DATA TO USE —

┌──

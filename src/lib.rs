//! # leadwire
//!
//! Rust client for the chart-extraction raster protocol.
//!
//! A scanned chart is uploaded to a remote processor, which answers with
//! one binary message packing every extracted lead strip as a 1-bit
//! bitmap.
//!
//! ## Wire protocol
//!
//! - **Upload**: 8-byte dimension header, raw pixel chunks, `KONIEC` text frame
//! - **Reply**: count-prefixed records of scale, dimensions and LSB-first
//!   packed words (all integers big-endian)
//!
//! ## Example
//!
//! ```ignore
//! use leadwire::{export_bitmaps, Client, RasterImage};
//!
//! #[tokio::main]
//! async fn main() -> Result<(), Box<dyn std::error::Error>> {
//!     let client = Client::builder("ws://localhost:9998/ws").connect().await?;
//!
//!     let image = RasterImage::open("scan.png")?;
//!     let bitmaps = client.process(&image).await?;
//!     export_bitmaps("ekg", &bitmaps)?;
//!
//!     client.close().await;
//!     Ok(())
//! }
//! ```

pub mod codec;
pub mod error;
pub mod exchange;
pub mod export;
pub mod protocol;
pub mod transport;
pub mod writer;

mod client;
mod raster;
mod upload;

pub use client::{Client, ClientBuilder, ClientConfig, DEFAULT_REPLY_TIMEOUT};
pub use codec::{decode, BitMatrix, LabeledBitmap, Scale};
pub use error::{DecodeError, EncodeError, LeadwireError, TransportError, UploadError};
pub use export::export_bitmaps;
pub use raster::RasterImage;
pub use upload::{FrameSink, Uploader};
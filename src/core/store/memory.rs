//! In-memory key-value store

use std::collections::HashMap;

use super::{KeyValueStore, StoreError};

/// `HashMap`-backed store
///
/// With a quota set, a write that would push the summed size of all keys and
/// values past it fails with [`StoreError::QuotaExceeded`] and leaves the
/// previous value in place, the way browser storage rejects oversized writes.
#[derive(Debug, Default, Clone)]
pub struct MemoryStore {
    entries: HashMap<String, String>,
    quota: Option<usize>,
}

impl MemoryStore {
    pub fn new() -> Self {
        Self::default()
    }

    /// Store that rejects writes past `bytes` in total
    pub fn with_quota(bytes: usize) -> Self {
        Self {
            entries: HashMap::new(),
            quota: Some(bytes),
        }
    }

    /// Bytes currently used by keys and values
    pub fn used_bytes(&self) -> usize {
        self.entries.iter().map(|(k, v)| k.len() + v.len()).sum()
    }
}

impl KeyValueStore for MemoryStore {
    fn get(&self, key: &str) -> Result<Option<String>, StoreError> {
        Ok(self.entries.get(key).cloned())
    }

    fn set(&mut self, key: &str, value: &str) -> Result<(), StoreError> {
        if let Some(quota) = self.quota {
            let replaced = self.entries.get(key).map_or(0, |old| key.len() + old.len());
            let needed = self.used_bytes() - replaced + key.len() + value.len();
            if needed > quota {
                return Err(StoreError::QuotaExceeded {
                    key: key.to_string(),
                    needed,
                    quota,
                });
            }
        }
        self.entries.insert(key.to_string(), value.to_string());
        Ok(())
    }

    fn remove(&mut self, key: &str) -> Result<(), StoreError> {
        self.entries.remove(key);
        Ok(())
    }

    fn keys(&self) -> Result<Vec<String>, StoreError> {
        let mut keys: Vec<String> = self.entries.keys().cloned().collect();
        keys.sort();
        Ok(keys)
    }
}
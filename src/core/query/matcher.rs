//! Search, filter and ordering rules shared by the query engine and the
//! record cache's local search

use std::cmp::Ordering;

use super::types::{active, SortKey, UserFilters};
use crate::entities::User;

/// Free-text match
///
/// Full name, email, username and organization match case-insensitively;
/// the phone number matches the raw query as typed. An empty query matches
/// every user.
pub fn matches_search(user: &User, query: &str) -> bool {
    if query.is_empty() {
        return true;
    }
    let needle = query.to_lowercase();
    user.full_name().to_lowercase().contains(&needle)
        || user.email.to_lowercase().contains(&needle)
        || user.username.to_lowercase().contains(&needle)
        || user.organization.to_lowercase().contains(&needle)
        || user.phone_number.contains(query)
}

/// True when the user passes every supplied filter
pub fn matches_filters(user: &User, filters: &UserFilters) -> bool {
    if let Some(org) = active(&filters.organization) {
        if !contains_ci(&user.organization, org) {
            return false;
        }
    }
    if let Some(username) = active(&filters.username) {
        if !contains_ci(&user.username, username) {
            return false;
        }
    }
    if let Some(email) = active(&filters.email) {
        if !contains_ci(&user.email, email) {
            return false;
        }
    }
    if let Some(phone) = active(&filters.phone_number) {
        if !contains_ci(&user.phone_number, phone) {
            return false;
        }
    }
    if let Some(date) = filters.date_joined {
        if user.date_joined != date {
            return false;
        }
    }
    if let Some(status) = filters.status {
        if user.status != status {
            return false;
        }
    }
    true
}

fn contains_ci(haystack: &str, needle: &str) -> bool {
    haystack.to_lowercase().contains(&needle.to_lowercase())
}

/// Ascending order of two users on `key`; text compares lowercased
pub fn compare_by(a: &User, b: &User, key: SortKey) -> Ordering {
    match key {
        SortKey::Id => cmp_text(&a.id, &b.id),
        SortKey::Organization => cmp_text(&a.organization, &b.organization),
        SortKey::Username => cmp_text(&a.username, &b.username),
        SortKey::Email => cmp_text(&a.email, &b.email),
        SortKey::PhoneNumber => cmp_text(&a.phone_number, &b.phone_number),
        SortKey::DateJoined => a.date_joined.cmp(&b.date_joined),
        SortKey::Status => a.status.as_str().cmp(b.status.as_str()),
        SortKey::Tier => a.tier.cmp(&b.tier),
        SortKey::FullName => cmp_text(a.full_name(), b.full_name()),
        SortKey::AccountBalance => cmp_text(&a.account_balance, &b.account_balance),
        SortKey::BankName => cmp_text(&a.bank_name, &b.bank_name),
    }
}

fn cmp_text(a: &str, b: &str) -> Ordering {
    a.to_lowercase().cmp(&b.to_lowercase())
}

#[cfg(test)]
mod tests {
    use super::*;
    use crate::entities::UserStatus;
    use chrono::NaiveDate;

    fn user() -> User {
        User::new(
            "user_1",
            "Lendsqr",
            "Grace_Effiom",
            "grace@lendsqr.com",
            "07060780922",
            NaiveDate::from_ymd_opt(2020, 4, 30).unwrap(),
            UserStatus::Pending,
        )
    }

    #[test]
    fn test_search_fields() {
        let u = user();
        assert!(matches_search(&u, "grace effiom"));
        assert!(matches_search(&u, "LENDSQR.COM"));
        assert!(matches_search(&u, "grace_eff"));
        assert!(matches_search(&u, "0706078"));
        assert!(matches_search(&u, ""));
        assert!(!matches_search(&u, "irorun"));
    }

    #[test]
    fn test_filters_exact_and_substring() {
        let u = user();
        let by_org = UserFilters {
            organization: Some("LEND".into()),
            ..UserFilters::default()
        };
        assert!(matches_filters(&u, &by_org));

        let by_status = UserFilters {
            status: Some(UserStatus::Active),
            ..UserFilters::default()
        };
        assert!(!matches_filters(&u, &by_status));

        let by_date = UserFilters {
            date_joined: NaiveDate::from_ymd_opt(2020, 4, 30),
            ..UserFilters::default()
        };
        assert!(matches_filters(&u, &by_date));

        let combined = UserFilters {
            organization: Some("lendsqr".into()),
            email: Some("irorun".into()),
            ..UserFilters::default()
        };
        assert!(!matches_filters(&u, &combined));
    }

    #[test]
    fn test_compare_text_is_case_insensitive() {
        let mut a = user();
        let mut b = user();
        a.organization = "alpha".into();
        b.organization = "Beta".into();
        assert_eq!(compare_by(&a, &b, SortKey::Organization), Ordering::Less);

        b.organization = "ALPHA".into();
        assert_eq!(compare_by(&a, &b, SortKey::Organization), Ordering::Equal);
    }
}
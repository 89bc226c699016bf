//! Dashboard workflows over the query engine and the record cache

use serde::Serialize;

use crate::core::cache::{CacheError, RecordCache};
use crate::core::query::{PageRequest, PageResult, QueryEngine, StatusCounts};
use crate::core::store::KeyValueStore;
use crate::entities::{User, UserStatus};

/// What the detail screen shows for one user
#[derive(Debug, Clone, PartialEq, Serialize)]
#[serde(rename_all = "camelCase")]
pub struct DetailView {
    pub user: User,
    pub notes: String,
    pub tags: Vec<String>,
    pub is_favorite: bool,
    pub view_count: u32,
    /// The user came from the cache rather than the query engine
    pub from_cache: bool,
}

/// The admin dashboard: one query engine plus one record cache
pub struct Dashboard<S: KeyValueStore> {
    engine: QueryEngine,
    cache: RecordCache<S>,
}

impl<S: KeyValueStore> Dashboard<S> {
    pub fn new(engine: QueryEngine, cache: RecordCache<S>) -> Self {
        Self { engine, cache }
    }

    pub fn engine(&self) -> &QueryEngine {
        &self.engine
    }

    pub fn cache(&self) -> &RecordCache<S> {
        &self.cache
    }

    pub fn cache_mut(&mut self) -> &mut RecordCache<S> {
        &mut self.cache
    }

    pub fn list(&self, request: &PageRequest) -> PageResult {
        self.engine.list(request)
    }

    pub fn status_counts(&self) -> StatusCounts {
        self.engine.status_counts()
    }

    /// Open a user's detail view
    ///
    /// A cached user is served from the cache. Otherwise the user is fetched
    /// from the engine and cached along with a fresh metadata entry (view
    /// count 1). A cached user with no metadata gets one created. Returns
    /// `None` when neither the cache nor the engine knows the id.
    pub fn open_detail(&mut self, user_id: &str) -> Result<Option<DetailView>, CacheError> {
        let (user, from_cache) = match self.cache.get_record(user_id) {
            Some(user) => (user, true),
            None => match self.engine.get_by_id(user_id) {
                Some(user) => (user, false),
                None => return Ok(None),
            },
        };

        let entry = match self.cache.get_view_metadata(user_id) {
            Some(entry) if from_cache => entry,
            _ => self.cache.upsert_view_metadata(&user, None, None)?,
        };

        tracing::debug!(user_id, from_cache, views = entry.view_count, "detail opened");

        Ok(Some(DetailView {
            user,
            notes: entry.notes,
            tags: entry.tags,
            is_favorite: entry.is_favorite,
            view_count: entry.view_count,
            from_cache,
        }))
    }

    /// Change a user's status in the engine and re-store it in the cache
    ///
    /// The cached copy is only rewritten when the user is already cached.
    /// A user the engine does not know but the cache does is updated in the
    /// cache alone. Returns `None` when neither knows the id.
    pub fn change_status(
        &mut self,
        user_id: &str,
        status: UserStatus,
    ) -> Result<Option<User>, CacheError> {
        let updated = self.engine.update_status(user_id, status);
        let cached = self.cache.update_status(user_id, status)?;
        Ok(updated.or(cached))
    }
}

└──

WHAT IS EXPECTED —
Check each line above for the word "RecordCache" and copy the ones that have it.

RESPONSE TO THE TASK —
use crate::core::cache::{CacheError, RecordCache};
    cache: RecordCache<S>,
    pub fn new(engine: QueryEngine, cache: RecordCache<S>) -> Self {
    pub fn cache(&self) -> &RecordCache<S> {
    pub fn cache_mut(&mut self) -> &mut RecordCache<S> {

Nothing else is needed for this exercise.